Give the records again, word for word.

***** Entries supplied

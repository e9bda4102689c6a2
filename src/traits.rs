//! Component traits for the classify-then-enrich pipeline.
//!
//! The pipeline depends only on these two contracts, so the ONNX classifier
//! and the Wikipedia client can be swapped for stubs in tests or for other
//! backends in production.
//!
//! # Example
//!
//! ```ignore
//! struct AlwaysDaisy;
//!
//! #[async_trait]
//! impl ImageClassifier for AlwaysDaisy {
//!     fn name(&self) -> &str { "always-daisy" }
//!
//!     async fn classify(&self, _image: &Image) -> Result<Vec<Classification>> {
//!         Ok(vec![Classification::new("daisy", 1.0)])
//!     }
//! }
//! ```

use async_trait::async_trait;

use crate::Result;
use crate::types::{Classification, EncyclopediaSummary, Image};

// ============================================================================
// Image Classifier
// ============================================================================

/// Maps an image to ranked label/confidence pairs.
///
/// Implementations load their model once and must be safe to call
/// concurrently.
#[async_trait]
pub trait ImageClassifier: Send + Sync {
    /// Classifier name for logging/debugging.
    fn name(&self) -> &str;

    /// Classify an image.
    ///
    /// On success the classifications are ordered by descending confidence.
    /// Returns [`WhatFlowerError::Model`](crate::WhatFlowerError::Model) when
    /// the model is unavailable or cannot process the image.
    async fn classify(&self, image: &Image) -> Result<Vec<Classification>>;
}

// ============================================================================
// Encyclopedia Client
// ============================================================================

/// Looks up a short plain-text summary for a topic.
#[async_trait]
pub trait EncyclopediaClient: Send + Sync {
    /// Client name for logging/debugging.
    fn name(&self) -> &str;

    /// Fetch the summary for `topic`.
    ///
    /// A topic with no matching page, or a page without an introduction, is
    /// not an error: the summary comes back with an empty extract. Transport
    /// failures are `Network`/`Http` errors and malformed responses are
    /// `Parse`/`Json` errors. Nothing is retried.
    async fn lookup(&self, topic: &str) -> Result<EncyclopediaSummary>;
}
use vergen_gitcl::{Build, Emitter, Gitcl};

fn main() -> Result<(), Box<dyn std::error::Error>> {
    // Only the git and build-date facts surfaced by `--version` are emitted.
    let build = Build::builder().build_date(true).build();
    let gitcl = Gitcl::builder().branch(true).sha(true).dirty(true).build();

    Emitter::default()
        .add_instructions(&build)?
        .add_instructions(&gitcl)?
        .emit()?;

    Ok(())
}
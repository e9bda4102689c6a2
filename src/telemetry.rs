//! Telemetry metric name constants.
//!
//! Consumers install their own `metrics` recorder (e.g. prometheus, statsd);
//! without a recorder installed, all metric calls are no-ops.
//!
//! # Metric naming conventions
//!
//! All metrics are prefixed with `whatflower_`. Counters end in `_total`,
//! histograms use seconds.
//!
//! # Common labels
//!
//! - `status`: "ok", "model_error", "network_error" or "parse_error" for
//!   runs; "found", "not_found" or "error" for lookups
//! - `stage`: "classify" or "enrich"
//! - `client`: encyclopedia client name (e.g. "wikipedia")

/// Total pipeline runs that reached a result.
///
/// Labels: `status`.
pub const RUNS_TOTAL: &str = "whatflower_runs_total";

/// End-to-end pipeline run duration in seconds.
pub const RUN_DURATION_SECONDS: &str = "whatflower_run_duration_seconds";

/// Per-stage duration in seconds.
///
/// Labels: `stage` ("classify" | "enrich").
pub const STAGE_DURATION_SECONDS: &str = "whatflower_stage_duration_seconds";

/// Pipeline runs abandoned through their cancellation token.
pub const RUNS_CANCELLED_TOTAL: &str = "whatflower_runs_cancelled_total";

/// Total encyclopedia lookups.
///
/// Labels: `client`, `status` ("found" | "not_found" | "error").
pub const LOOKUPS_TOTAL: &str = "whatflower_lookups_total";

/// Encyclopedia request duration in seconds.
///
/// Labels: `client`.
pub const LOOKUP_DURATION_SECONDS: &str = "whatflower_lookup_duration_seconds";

**********

* _Result for this task_:
repository e9bda4102689c6a2
filename src/traits.rs
//! Component traits for the classify-then-enrich pipeline.
//!
//! The pipeline depends only on these two contracts, so the ONNX classifier
//! and the Wikipedia client can be swapped for stubs in tests or for other
//! backends in production.
//!
//! # Example
//!
//! ```ignore
//! struct AlwaysDaisy;
//!
//! #[async_trait]
//! impl ImageClassifier for AlwaysDaisy {
//!     fn name(&self) -> &str { "always-daisy" }
//!
//!     async fn classify(&self, _image: &Image) -> Result<Vec<Classification>> {
//!         Ok(vec![Classification::new("daisy", 1.0)])
//!     }
//! }
//! ```

use async_trait::async_trait;

use crate::Result;
use crate::types::{Classification, EncyclopediaSummary, Image};

// ============================================================================
// Image Classifier
// ============================================================================

/// Maps an image to ranked label/confidence pairs.
///
/// Implementations load their model once and must be safe to call
/// concurrently.
#[async_trait]
pub trait ImageClassifier: Send + Sync {
    /// Classifier name for logging/debugging.
    fn name(&self) -> &str;

    /// Classify an image.
    ///
    /// On success the classifications are ordered by descending confidence.
    /// Returns [`WhatFlowerError::Model`](crate::WhatFlowerError::Model) when
    /// the model is unavailable or cannot process the image.
    async fn classify(&self, image: &Image) -> Result<Vec<Classification>>;
}

// ============================================================================
// Encyclopedia Client
// ============================================================================

/// Looks up a short plain-text summary for a topic.
#[async_trait]
pub trait EncyclopediaClient: Send + Sync {
    /// Client name for logging/debugging.
    fn name(&self) -> &str;

    /// Fetch the summary for `topic`.
    ///
    /// A topic with no matching page, or a page without an introduction, is
    /// not an error: the summary comes back with an empty extract. Transport
    /// failures are `Network`/`Http` errors and malformed responses are
    /// `Parse`/`Json` errors. Nothing is retried.
    async fn lookup(&self, topic: &str) -> Result<EncyclopediaSummary>;
}
use vergen_gitcl::{Build, Emitter, Gitcl};

fn main() -> Result<(), Box<dyn std::error::Error>> {
    // Only the git and build-date facts surfaced by `--version` are emitted.
    let build = Build::builder().build_date(true).build();
    let gitcl = Gitcl::builder().branch(true).sha(true).dirty(true).build();

    Emitter::default()
        .add_instructions(&build)?
        .add_instructions(&gitcl)?
        .emit()?;

    Ok(())
}
repository e9bda4102689c6a2
filename src/telemetry.rs
//! Telemetry metric name constants.
//!
//! Consumers install their own `metrics` recorder (e.g. prometheus, statsd);
//! without a recorder installed, all metric calls are no-ops.
//!
//! # Metric naming conventions
//!
//! All metrics are prefixed with `whatflower_`. Counters end in `_total`,
//! histograms use seconds.
//!
//! # Common labels
//!
//! - `status`: "ok", "model_error", "network_error" or "parse_error" for
//!   runs; "found", "not_found" or "error" for lookups
//! - `stage`: "classify" or "enrich"
//! - `client`: encyclopedia client name (e.g. "wikipedia")

/// Total pipeline runs that reached a result.
///
/// Labels: `status`.
pub const RUNS_TOTAL: &str = "whatflower_runs_total";

/// End-to-end pipeline run duration in seconds.
pub const RUN_DURATION_SECONDS: &str = "whatflower_run_duration_seconds";

/// Per-stage duration in seconds.
///
/// Labels: `stage` ("classify" | "enrich").
pub const STAGE_DURATION_SECONDS: &str = "whatflower_stage_duration_seconds";

/// Pipeline runs abandoned through their cancellation token.
pub const RUNS_CANCELLED_TOTAL: &str = "whatflower_runs_cancelled_total";

/// Total encyclopedia lookups.
///
/// Labels: `client`, `status` ("found" | "not_found" | "error").
pub const LOOKUPS_TOTAL: &str = "whatflower_lookups_total";

/// Encyclopedia request duration in seconds.
///
/// Labels: `client`.
pub const LOOKUP_DURATION_SECONDS: &str = "whatflower_lookup_duration_seconds";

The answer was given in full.